Мой дедушка, Иван Михайлович Никонов, с уважением и почтением относился к снам. Он говорил: «Чудеса и только. Чудо — это нам подарочек, чтобы силы наши поддержать».
Мы жили в коммунальной квартире на Таганке — Большие Каменщики, дом 17, кв. 20, второй этаж. В квартире проживали прекрасные, добрые и милые люди — семнадцать человек, жили дружно, уважительно, с пониманием друг к другу. У каждого в комнате стоял чемоданчик или сундучок: вещи теплые, мыло, смена белья… Все готово — на всякий случай, если придут… И в каждой семье ждали родных: может быть, вернутся, может быть, кто-то уцелел, может быть, кто-то найдется… Шли пятидесятые, и многие возвращались из лагерей. В нашу квартиру не вернулся никто.

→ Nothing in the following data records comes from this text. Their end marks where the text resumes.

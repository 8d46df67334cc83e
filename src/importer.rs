//! Import orchestrator: replays the form sequence for each patient record.
//!
//! Patient creation gates everything else for a record. Every later step
//! is independent: a failure is reported and the import moves on.

use chrono::{Duration, NaiveDateTime};
use serde::Serialize;

use crate::emr::{EmrError, EmrSession, EmrTransport, SaveAck};
use crate::models::{CoverageRank, Encounter, LabResult, PatientRecord, Pid};

const RULE: &str = "============================================================";

/// Default begin dates for issues whose record leaves them out.
#[derive(Debug, Clone, PartialEq, Eq)]
pub struct IssueDates {
    /// 90 days before the run, `YYYY-MM-DD`.
    pub problem_begin: String,
    /// 7 days before the run, `YYYY-MM-DD HH:MM`.
    pub medication_begin: String,
    /// Day of the run, `YYYY-MM-DD`.
    pub allergy_begin: String,
}

impl IssueDates {
    pub fn from_now(now: NaiveDateTime) -> Self {
        Self {
            problem_begin: (now - Duration::days(90)).format("%Y-%m-%d").to_string(),
            medication_begin: (now - Duration::days(7)).format("%Y-%m-%d %H:%M").to_string(),
            allergy_begin: now.format("%Y-%m-%d").to_string(),
        }
    }
}

/// Sub-step counts for one patient.
#[derive(Debug, Clone, Copy, Default, PartialEq, Eq, Serialize)]
pub struct StepTally {
    pub submitted: u32,
    pub failed: u32,
}

impl StepTally {
    fn record<T>(&mut self, result: &Result<T, EmrError>) {
        match result {
            Ok(_) => self.submitted += 1,
            Err(_) => self.failed += 1,
        }
    }
}

#[derive(Debug, Clone, Serialize)]
pub struct PatientOutcome {
    pub name: String,
    /// `None` when patient creation failed and the record was skipped.
    pub pid: Option<Pid>,
    pub steps: StepTally,
}

/// Final tally of a run.
#[derive(Debug, Clone, Default, Serialize)]
pub struct ImportSummary {
    pub succeeded: Vec<(String, Pid)>,
    pub failed: Vec<String>,
    pub total_problems: usize,
    pub total_medications: usize,
    pub total_encounters: usize,
}

impl ImportSummary {
    pub fn render(&self) -> String {
        let mut out = String::new();
        out.push_str(&format!("\n{RULE}\n  IMPORT SUMMARY\n{RULE}\n"));
        out.push_str(&format!("  Successful: {}\n", self.succeeded.len()));
        for (name, pid) in &self.succeeded {
            out.push_str(&format!("    - {name} (PID: {pid})\n"));
        }
        if !self.failed.is_empty() {
            out.push_str(&format!("  Failed: {}\n", self.failed.len()));
            for name in &self.failed {
                out.push_str(&format!("    - {name}\n"));
            }
        }
        out.push_str("\n  Data imported:\n");
        out.push_str(&format!("    - {} medical problems\n", self.total_problems));
        out.push_str(&format!("    - {} medications\n", self.total_medications));
        out.push_str(&format!("    - {} encounters with vitals\n", self.total_encounters));
        out
    }

    pub fn print(&self) {
        println!("{}", self.render());
        println!("  Import Complete!");
    }
}

/// Drives one authenticated session through a list of records.
pub struct Importer<'a, T: EmrTransport> {
    session: &'a EmrSession<T>,
    dates: IssueDates,
}

impl<'a, T: EmrTransport> Importer<'a, T> {
    pub fn new(session: &'a EmrSession<T>, now: NaiveDateTime) -> Self {
        Self {
            session,
            dates: IssueDates::from_now(now),
        }
    }

    /// Import every record in order and tally the results.
    pub fn import_all(&self, records: &[PatientRecord]) -> ImportSummary {
        let mut summary = ImportSummary::default();

        for record in records {
            let outcome = self.import_patient(record);
            let name = record.demographics.short_name();
            match outcome.pid {
                Some(pid) => summary.succeeded.push((name, pid)),
                None => summary.failed.push(name),
            }
            summary.total_problems += record.problems.len();
            summary.total_medications += record.medications.len();
            summary.total_encounters += record.encounters.len();
        }

        tracing::info!(
            succeeded = summary.succeeded.len(),
            failed = summary.failed.len(),
            "Import finished"
        );
        summary
    }

    /// Create one patient and attach everything in their record.
    pub fn import_patient(&self, record: &PatientRecord) -> PatientOutcome {
        let full_name = record.demographics.full_name();
        println!("\n{RULE}\nProcessing: {full_name}\n{RULE}");

        let mut steps = StepTally::default();

        println!("  Creating patient record...");
        let pid = match self.session.create_patient(&record.demographics) {
            Ok(pid) => {
                println!("    ✓ Created Patient: {} (PID: {pid})", record.demographics.short_name());
                pid
            }
            Err(e) => {
                tracing::warn!(patient = %full_name, error = %e, "Patient creation failed");
                println!("    ✗ {e}");
                println!("  ✗ Failed to create patient, skipping medical history");
                return PatientOutcome {
                    name: full_name,
                    pid: None,
                    steps,
                };
            }
        };

        self.add_problems(pid, record, &mut steps);
        self.add_medications(pid, record, &mut steps);
        self.add_allergies(pid, record, &mut steps);
        self.update_history(pid, record, &mut steps);
        self.add_insurance(pid, record, &mut steps);
        self.add_encounters(pid, record, &mut steps);

        println!(
            "  ✓ Completed: {full_name} (PID: {pid}, {} step(s) submitted, {} failed)",
            steps.submitted, steps.failed
        );
        PatientOutcome {
            name: full_name,
            pid: Some(pid),
            steps,
        }
    }

    fn add_problems(&self, pid: Pid, record: &PatientRecord, steps: &mut StepTally) {
        if record.problems.is_empty() {
            return;
        }
        println!("  Adding {} problem(s)...", record.problems.len());
        for problem in &record.problems {
            let begin = problem.begin.as_deref().unwrap_or(&self.dates.problem_begin);
            let result = self.session.add_problem(pid, problem, begin);
            report(&result, || format!("Added Problem: {}", problem.title), "Problem");
            steps.record(&result);
        }
    }

    fn add_medications(&self, pid: Pid, record: &PatientRecord, steps: &mut StepTally) {
        if record.medications.is_empty() {
            return;
        }
        println!("  Adding {} medication(s)...", record.medications.len());
        for medication in &record.medications {
            let begin = medication
                .begin
                .as_deref()
                .unwrap_or(&self.dates.medication_begin);
            let result = self.session.add_medication(pid, medication, begin);
            report(&result, || format!("Added Medication: {}", medication.title), "Medication");
            steps.record(&result);
        }
    }

    fn add_allergies(&self, pid: Pid, record: &PatientRecord, steps: &mut StepTally) {
        if record.allergies.is_empty() {
            return;
        }
        println!("  Adding {} allergy(ies)...", record.allergies.len());
        for allergy in &record.allergies {
            let begin = allergy.begin.as_deref().unwrap_or(&self.dates.allergy_begin);
            let result = self.session.add_allergy(pid, allergy, begin);
            report(&result, || format!("Added Allergy: {}", allergy.title), "Allergy");
            steps.record(&result);
        }
    }

    fn update_history(&self, pid: Pid, record: &PatientRecord, steps: &mut StepTally) {
        let Some(history) = record.history() else {
            return;
        };
        println!("  Updating medical/social history...");
        let result = self.session.update_history(pid, history);
        report(&result, || "Updated Medical/Social History".to_string(), "History");
        steps.record(&result);
    }

    fn add_insurance(&self, pid: Pid, record: &PatientRecord, steps: &mut StepTally) {
        let policies = record.policies();
        if policies.is_empty() {
            return;
        }
        println!("  Adding insurance information...");
        for (index, insurance) in policies {
            let Some(rank) = CoverageRank::from_index(index) else {
                tracing::warn!(pid = %pid, index, "Only three insurance policies fit; ignoring the rest");
                break;
            };
            let result = self.session.add_insurance(pid, insurance, rank);
            report(
                &result,
                || format!("Added {} Insurance: {}", rank.label(), insurance.provider),
                "Insurance",
            );
            steps.record(&result);
        }
    }

    fn add_encounters(&self, pid: Pid, record: &PatientRecord, steps: &mut StepTally) {
        if record.encounters.is_empty() {
            return;
        }
        println!(
            "  Creating {} encounter(s) with vitals/labs...",
            record.encounters.len()
        );
        for encounter in &record.encounters {
            self.add_encounter(pid, encounter, steps);
        }
    }

    /// Vitals and labs attach to the encounter, so both need its id.
    fn add_encounter(&self, pid: Pid, encounter: &Encounter, steps: &mut StepTally) {
        let result = self.session.create_encounter(pid, encounter);
        steps.record(&result);
        let encounter_id = match result {
            Ok(id) => {
                println!(
                    "      ✓ Created Encounter: {} - {} (ID: {id})",
                    encounter.date, encounter.reason
                );
                id
            }
            Err(EmrError::IdentifierNotFound(_)) => {
                println!("      ? Encounter may have been created but couldn't confirm ID");
                return;
            }
            Err(e) => {
                tracing::warn!(pid = %pid, date = %encounter.date, error = %e, "Encounter failed");
                println!("      ✗ Encounter error: {e}");
                return;
            }
        };

        if let Some(vitals) = &encounter.vitals {
            let result = self.session.add_vitals(pid, encounter_id, vitals);
            match &result {
                Ok(SaveAck::Acknowledged) => {
                    println!("        ✓ Added Vitals: {}", vitals.summary())
                }
                Ok(SaveAck::Unclear) => println!("        ? Vitals submitted but response unclear"),
                Err(e) => println!("        ✗ Failed Vitals: {e}"),
            }
            steps.record(&result);
        }

        if !encounter.labs.is_empty() {
            let result = self.session.add_lab_results(pid, encounter_id, &encounter.labs);
            match &result {
                Ok(SaveAck::Acknowledged) => println!(
                    "        ✓ Added {} Lab Result(s): {}...",
                    encounter.labs.len(),
                    lab_names(&encounter.labs)
                ),
                Ok(SaveAck::Unclear) => {
                    println!("        ? Lab results submitted but response unclear")
                }
                Err(e) => println!("        ✗ Failed Lab Results: {e}"),
            }
            steps.record(&result);
        }
    }
}

/// Print the progress line for an issue-level step.
fn report(result: &Result<(), EmrError>, success: impl FnOnce() -> String, label: &str) {
    match result {
        Ok(()) => println!("      ✓ {}", success()),
        Err(e) => {
            tracing::warn!(step = label, error = %e, "Submission failed");
            println!("      ✗ Failed {label}: {e}");
        }
    }
}

/// First three lab descriptions, each cut to 20 characters.
fn lab_names(labs: &[LabResult]) -> String {
    labs.iter()
        .take(3)
        .map(|lab| {
            if lab.description.is_empty() {
                "Unknown".to_string()
            } else {
                lab.description.chars().take(20).collect()
            }
        })
        .collect::<Vec<_>>()
        .join(", ")
}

— И ничего не будем узнавать и хлопотать. Не нужна нам их реабилитация, много чести, — говорил мой дед, — Честные люди в оправдании не нуждаются. Палачи должны ответить…
Дедушка Иван Михайлович Никонов, 1913
Иван Михайлович и Софья Власовна Никоновы в день свадьбы, 1913
— Тише… у нас все хорошо, — плакала бабушка. — Молчи, молчи…
«Будешь хорошо учиться, будешь много знать, много книжек прочитаешь… — Мы с дедом любили разговаривать и бродить… от Таганки до Котельников, от Котельников до Красной площади… до любимого “ситцевого” храма. — Вот и Василия Блаженного купола… Дошли мы с тобой, Аришка… Красота! Вот бы Иван Власович порадовался бы…»
Иван Власович, тоже мой дед, брат бабушки. Я никогда его не видела, и на мой вопрос «А где же дедушка?» бабушка начинала плакать, а дед строго говорил: «Далеко… Далеко…» Ивана Власовича часто вспоминали: «Вот бы Иван порадовался… Вот бы Иван удивился…» Им гордились — большой учености был человек, на многих языках разговаривал, все букинисты Москвы его знали.